I DID appreciate the medical ethics involved in treating Conlon. I am always down for a good discussion on medical ethics and it was interesting to see how Dr Sal convinced Rhys to give blood, a taboo in her culture, to help find a cure for Conlon using the metaphasic cells in her body. Sal was apparently engaged somehow in ethically questionable practices when it came to Conlon’s actual treatment and based on a previous trauma Sal had experienced with a similar disease 30 years prior. She crossed a line, according to Farkas, the captain of Vesta. I am not so sure she did. She did not coerce Gwyn into donating blood, she didn’t force a treatment upon Conlon, and she told the truth to Gwyn as much as she could have while preserving doctor/patient confidentiality. The harvesting of the embryo’s stem cells also seemed fine. Sal got permission from the child’s father to do it, which is his right to grant since the mother was out of commission. Sal didn’t use the cells on Conlon and was going to wait for her to wake up to broach the subject. There is no real issue, I don’t think, in getting ready just in case Conlon changed her mind. It doesn’t mean it was a line crossed, and yet Farkas raked her over the coals for it. It’s like Star Trek: Snowflake, and I didn’t care for that at all. We can be enlightened and progressive and democratic without going around the twist about every little thing. 
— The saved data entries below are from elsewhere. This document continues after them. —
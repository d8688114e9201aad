//! Connected client tracking and keystroke sequencing for the race server
//!
//! This module handles the server-side bookkeeping for every UDP peer:
//! - Client connection lifecycle (connect, disconnect, timeout)
//! - Which room and participant a client is currently racing as
//! - Reordering of sequenced keystrokes that arrive out of order or twice
//!
//! Keystrokes are only handed to a room in strict sequence order. A typing
//! cursor is order-sensitive (a backspace means something different before and
//! after the character it erases), so a gap holds back everything behind it
//! until the client resends the missing packet.

use log::{debug, info};
use shared::{Counters, Keystroke, ParticipantId, RoomCode};
use std::collections::{BTreeMap, HashMap};
use std::net::SocketAddr;
use std::time::Duration;
use tokio::time::Instant;

/// Out-of-order keystrokes buffered per client; beyond this the highest are dropped.
pub const MAX_PENDING_INPUTS: usize = 256;

pub type ClientId = u32;

/// The room a client joined and the participant it races as.
#[derive(Debug, Clone, PartialEq, Eq)]
pub struct Session {
    pub room_code: RoomCode,
    pub participant_id: ParticipantId,
}

/// What happened to a keystroke handed to [`Client::add_input`].
#[derive(Debug, Clone, Copy, PartialEq, Eq)]
pub enum InputStatus {
    /// Buffered; may be ready immediately if it is the next in sequence.
    Queued,
    /// Already processed or already buffered. The client should be re-acked.
    Duplicate,
    /// Buffer full of lower sequences; the client will resend.
    Dropped,
}

/// Represents a connected client and its keystroke stream
#[derive(Debug)]
pub struct Client {
    /// Unique client identifier assigned by the server
    pub id: ClientId,
    /// Network address for sending responses
    pub addr: SocketAddr,
    /// Last time we received any packet from this client
    pub last_seen: Instant,
    /// Set once the client has joined a room
    pub session: Option<Session>,
    /// Highest keystroke sequence applied to the room
    pub last_processed_input: u32,
    /// Counters returned by the room for `last_processed_input`
    pub last_counters: Counters,
    /// Keystrokes waiting for the gap in front of them to close
    pub pending_inputs: BTreeMap<u32, Keystroke>,
}

impl Client {
    pub fn new(id: ClientId, addr: SocketAddr) -> Self {
        Self {
            id,
            addr,
            last_seen: Instant::now(),
            session: None,
            last_processed_input: 0,
            last_counters: Counters::default(),
            pending_inputs: BTreeMap::new(),
        }
    }

    /// Buffers a keystroke by sequence number
    ///
    /// Sequences restart at 1 for every room the client joins.
    pub fn add_input(&mut self, sequence: u32, key: Keystroke) -> InputStatus {
        self.last_seen = Instant::now();

        if sequence <= self.last_processed_input || self.pending_inputs.contains_key(&sequence) {
            return InputStatus::Duplicate;
        }
        if self.pending_inputs.len() >= MAX_PENDING_INPUTS {
            // Lower sequences are needed first; the one closing the gap always gets in.
            match self.pending_inputs.last_key_value() {
                Some((&highest, _)) if sequence < highest => {
                    debug!(
                        "Client {} input buffer full, evicting {} for {}",
                        self.id, highest, sequence
                    );
                    self.pending_inputs.remove(&highest);
                }
                _ => return InputStatus::Dropped,
            }
        }

        self.pending_inputs.insert(sequence, key);
        InputStatus::Queued
    }

    /// Takes the next keystroke if it directly follows the last processed one
    pub fn next_ready(&mut self) -> Option<(u32, Keystroke)> {
        let next = self.last_processed_input + 1;
        self.pending_inputs.remove(&next).map(|key| (next, key))
    }

    /// Records the room's answer for `sequence`, applied or rejected
    pub fn mark_processed(&mut self, sequence: u32, counters: Option<Counters>) {
        self.last_processed_input = self.last_processed_input.max(sequence);
        if let Some(counters) = counters {
            self.last_counters = counters;
        }
    }

    pub fn is_timed_out(&self, timeout: Duration) -> bool {
        self.last_seen.elapsed() > timeout
    }

    fn reset_inputs(&mut self) {
        self.last_processed_input = 0;
        self.last_counters = Counters::default();
        self.pending_inputs.clear();
    }
}

/// Manages all connected clients
///
/// Enforces the server-wide capacity limit and routes room events to the
/// addresses of the clients racing in that room.
pub struct ClientManager {
    /// Connected clients indexed by their unique ID
    clients: HashMap<ClientId, Client>,
    /// Next available client ID for new connections
    next_client_id: ClientId,
    /// Maximum number of concurrent clients allowed
    max_clients: usize,
}

impl ClientManager {
    pub fn new(max_clients: usize) -> Self {
        Self {
            clients: HashMap::new(),
            next_client_id: 1,
            max_clients,
        }
    }

    /// Attempts to add a new client connection
    ///
    /// Returns None if the server is at capacity.
    pub fn add_client(&mut self, addr: SocketAddr) -> Option<ClientId> {
        if self.clients.len() >= self.max_clients {
            return None;
        }

        let client_id = self.next_client_id;
        self.next_client_id += 1;

        info!("Client {} connected from {}", client_id, addr);
        self.clients.insert(client_id, Client::new(client_id, addr));

        Some(client_id)
    }

    /// Removes a client, returning it so its session can be cleaned up
    pub fn remove_client(&mut self, client_id: &ClientId) -> Option<Client> {
        let client = self.clients.remove(client_id)?;
        info!("Client {} disconnected", client.id);
        Some(client)
    }

    pub fn find_client_by_addr(&self, addr: SocketAddr) -> Option<ClientId> {
        self.clients
            .iter()
            .find(|(_, client)| client.addr == addr)
            .map(|(id, _)| *id)
    }

    pub fn get(&self, client_id: ClientId) -> Option<&Client> {
        self.clients.get(&client_id)
    }

    pub fn get_mut(&mut self, client_id: ClientId) -> Option<&mut Client> {
        self.clients.get_mut(&client_id)
    }

    /// Refreshes the client's activity timestamp
    pub fn touch(&mut self, client_id: ClientId) -> bool {
        match self.clients.get_mut(&client_id) {
            Some(client) => {
                client.last_seen = Instant::now();
                true
            }
            None => false,
        }
    }

    /// Binds the client to a room participant and restarts its sequence numbers
    pub fn attach(&mut self, client_id: ClientId, session: Session) -> bool {
        match self.clients.get_mut(&client_id) {
            Some(client) => {
                debug!(
                    "Client {} racing as {} in {}",
                    client_id, session.participant_id, session.room_code
                );
                client.session = Some(session);
                client.reset_inputs();
                true
            }
            None => false,
        }
    }

    pub fn detach(&mut self, client_id: ClientId) -> Option<Session> {
        let client = self.clients.get_mut(&client_id)?;
        client.reset_inputs();
        client.session.take()
    }

    pub fn session(&self, client_id: ClientId) -> Option<&Session> {
        self.clients.get(&client_id)?.session.as_ref()
    }

    /// Buffers a keystroke for the client. None if the client is unknown.
    pub fn add_input(
        &mut self,
        client_id: ClientId,
        sequence: u32,
        key: Keystroke,
    ) -> Option<InputStatus> {
        self.clients
            .get_mut(&client_id)
            .map(|client| client.add_input(sequence, key))
    }

    /// Removes and returns every client silent for longer than `timeout`
    pub fn check_timeouts(&mut self, timeout: Duration) -> Vec<Client> {
        let timed_out: Vec<ClientId> = self
            .clients
            .iter()
            .filter(|(_, client)| client.is_timed_out(timeout))
            .map(|(id, _)| *id)
            .collect();

        timed_out
            .iter()
            .filter_map(|client_id| self.remove_client(client_id))
            .collect()
    }

    pub fn client_addrs(&self) -> Vec<(ClientId, SocketAddr)> {
        self.clients
            .iter()
            .map(|(id, client)| (*id, client.addr))
            .collect()
    }

    /// Addresses of every client racing in `room_code`
    pub fn client_addrs_in_room(&self, room_code: &RoomCode) -> Vec<(ClientId, SocketAddr)> {
        self.clients
            .iter()
            .filter(|(_, client)| {
                matches!(&client.session, Some(session) if &session.room_code == room_code)
            })
            .map(|(id, client)| (*id, client.addr))
            .collect()
    }

    pub fn len(&self) -> usize {
        self.clients.len()
    }

    pub fn is_empty(&self) -> bool {
        self.clients.is_empty()
    }
}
Overall, I liked the exploration portion of this but did not like the actual character studies or commentary. It had potential but fell flat in a big way for me, and as I’ve said before, it is not what I expected from Beyer. Maybe she was stretched a little too thin because of her work on Discovery, which is so fucking cool. I’d prefer her to focus on that (and on bringing back/finding Prime Lorca, please) than on writing more novels if this is the way they’re going to go from here on out. 

Favorite lines:

  • We all have two lives, Counselor: the one we want and the one we learn to live with. I’m content with both of mine.
  • Past failures are not certain indication of future possibilities. If we worked together, imagine what we might learn and achieve in the process.
  • Young Tom Paris had made it his mission in life to taste every delight available from the Federation’s most exotic worlds: the fragrant fields of Artan, the soft packed snow on the mountains of Mons Tianus, the pools of tranquility on Sirangai, and an entire menu of delights on Risa. That day, Commander Tom Paris decided that the waters of an unnamed planet in the Delta Quadrant seen through his daughter’s eyes put them all to shame.
  • Some errors are essential to discovery.
  • “There might have been a time when I found mysteries comforting,” Farkas said. “But not that long ago, I lost hundreds of people to a mystery, and I’m not sure to this day I really comprehend why. The stakes are very real here. They are measured in the lives of those we command. We have a responsibility not to lead them into a false sense of security or complacency.”

“We all do,” Janeway said. “But we also have a responsibility to expose them to the mysteries and challenges that they will have to conquer as we progress in our understanding of the universe.”

  • I’ve always believed that attraction was attraction. I would have been open to finding a partner of either gender. 

 

  • That’s the difference, he decided, between leaders and followers. No matter what, leaders put themselves last.